Allergy, Anaphylaxis and Non-Allergic Hypersensitivity: IgE, Mast Cells and Beyond.

IgE-mediated type I hypersensitivity reactions have many reported beneficial functions in the immune defense against parasites, venoms, toxins etc. However, they are best-known for their role in allergy affecting nowadays almost one third of the population worldwide. IgE-mediated allergic diseases result from a maladaptive type 2 immune response that promotes the synthesis of IgE antibodies directed to a special class of antigens called allergens. IgE antibodies bind to type I high affinity IgE receptors (FcepsilonRI) on mast cells and basophils licensing them to get triggered in a subsequent encounter with the cognate allergen. This promotes the release of a whole set of inflammatory mediators including histamine responsible for the symptoms of immediate hypersensitivity. The development of type 2 driven allergies are dependent on a complex interplay of genetic and environmental factors at barrier surfaces including the host microbiome that builds up during early life.

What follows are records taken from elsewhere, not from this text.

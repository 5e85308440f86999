// src/math/voronoi/predicates.rs

//! Geometrische Prädikate der Sweepline.
//!
//! Beide Funktionen arbeiten direkt auf den normalisierten Koeffizienten der
//! Bisektoren. Die Fallunterscheidungen (inklusive der Gleichheitsfälle) legen
//! fest, welche Vertex-Events bei kollinearen oder y-gleichen Sites entstehen,
//! und dürfen nicht "vereinfacht" werden.

use crate::math::{
    types::Point,
    utils::constants::DETERMINANT_EPSILON,
    voronoi::{
        beachline::HalfEdge,
        bisector::{BisectorEdge, Side},
    },
};

/// Liegt `p` rechts von dem Bogen, den ein Halfedge mit Seite `side` auf `edge` begrenzt?
pub fn right_of(side: Side, edge: &BisectorEdge, p: Point) -> bool {
    let top = edge.region[1].coord();
    let right_of_site = p.x > top.x;

    if right_of_site && side == Side::Left {
        return true;
    }
    if !right_of_site && side == Side::Right {
        return false;
    }

    let above = if edge.is_x_normalized() {
        let dyp = p.y - top.y;
        let dxp = p.x - top.x;
        let mut fast = false;
        let mut above;

        if (!right_of_site && edge.b < 0.0) || (right_of_site && edge.b >= 0.0) {
            above = dyp >= edge.b * dxp;
            fast = above;
        } else {
            above = p.x + p.y * edge.b > edge.c;
            if edge.b < 0.0 {
                above = !above;
            }
            if !above {
                fast = true;
            }
        }

        if !fast {
            let dxs = top.x - edge.region[0].coord().x;
            above = edge.b * (dxp * dxp - dyp * dyp)
                < dxs * dyp * (1.0 + 2.0 * dxp / dxs + edge.b * edge.b);
            if edge.b < 0.0 {
                above = !above;
            }
        }
        above
    } else {
        // b == 1
        let yl = edge.c - edge.a * p.x;
        let t1 = p.y - yl;
        let t2 = p.x - top.x;
        let t3 = yl - top.y;
        t1 * t1 > t2 * t2 + t3 * t3
    };

    match side {
        Side::Left => above,
        Side::Right => !above,
    }
}

/// Schnittpunkt der Bisektoren zweier benachbarter Bögen, falls dort ein
/// legales Vertex-Event entsteht.
///
/// Kein Ergebnis bei Sentinels, gemeinsamer oberer Site, (nahezu) parallelen
/// Linien, oder wenn der Schnitt auf der falschen Seite der tieferen Kante liegt.
pub fn intersect(first: &HalfEdge, second: &HalfEdge, edges: &[BisectorEdge]) -> Option<Point> {
    let (e1, e2) = match (first.edge, second.edge) {
        (Some(a), Some(b)) => (&edges[a.0], &edges[b.0]),
        _ => return None,
    };

    if e1.region[1].index() == e2.region[1].index() {
        return None;
    }

    let d = e1.a * e2.b - e1.b * e2.a;
    if !d.is_finite() || d.abs() < DETERMINANT_EPSILON {
        return None;
    }

    let x = (e1.c * e2.b - e2.c * e1.b) / d;
    let y = (e2.c * e1.a - e1.c * e2.a) / d;
    if !x.is_finite() || !y.is_finite() {
        return None;
    }

    let top1 = e1.region[1].coord();
    let top2 = e2.region[1].coord();
    let (side, edge) = if top1.y < top2.y || (top1.y == top2.y && top1.x < top2.x) {
        (first.side, e1)
    } else {
        (second.side, e2)
    };

    let right_of_site = x >= edge.region[1].coord().x;
    if (right_of_site && side == Side::Left) || (!right_of_site && side == Side::Right) {
        return None;
    }

    Some(Point::new(x, y))
}
// src/math/error.rs
use thiserror::Error;

#[derive(Error, Debug, Clone, PartialEq)]
pub enum MathError {
    #[error("Insufficient points for operation: expected at least {expected}, got {actual}")]
    InsufficientPoints { expected: usize, actual: usize },

    #[error("Coordinate arrays differ in length: {x_len} x values, {y_len} y values")]
    MismatchedCoordinates { x_len: usize, y_len: usize },

    #[error("Non-finite coordinate for site {index}: ({x}, {y})")]
    NonFiniteCoordinate { index: usize, x: f64, y: f64 },

    #[error("Invalid configuration: {message}")]
    InvalidConfiguration { message: String },
}

pub type MathResult<T> = Result<T, MathError>;
pub mod error;
pub mod types;
pub mod utils;
pub mod voronoi;

// Re-exports für einfache Verwendung
pub use error::{MathError, MathResult};
pub use types::*;

// Öffentliche API
pub mod prelude {
    pub use super::{
        error::{MathError, MathResult},
        types::*,
        voronoi::{
            builder::{SweepStatistics, VoronoiGenerator},
            config::VoronoiConfig,
            graph_edge::GraphEdge,
            site::Site,
            voronoi_edges,
        },
    };
}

While without doubt IgE-mediated immediate hypersensitivity reactions are at the origin of the majority of allergies it has become clear that similar responses and symptoms can be triggered by other types of adaptive immune responses mediated via IgG or complement involving other immune cells and mediators. Likewise, various innate triggers via receptors expressed on mast cells have been found either to directly launch an allergic reaction and/or to amplify existing IgE-mediated responses. This review summarizes recent findings on both IgE-dependent and IgE-independent mechanisms in the development of allergies and provides an update on allergy diagnosis.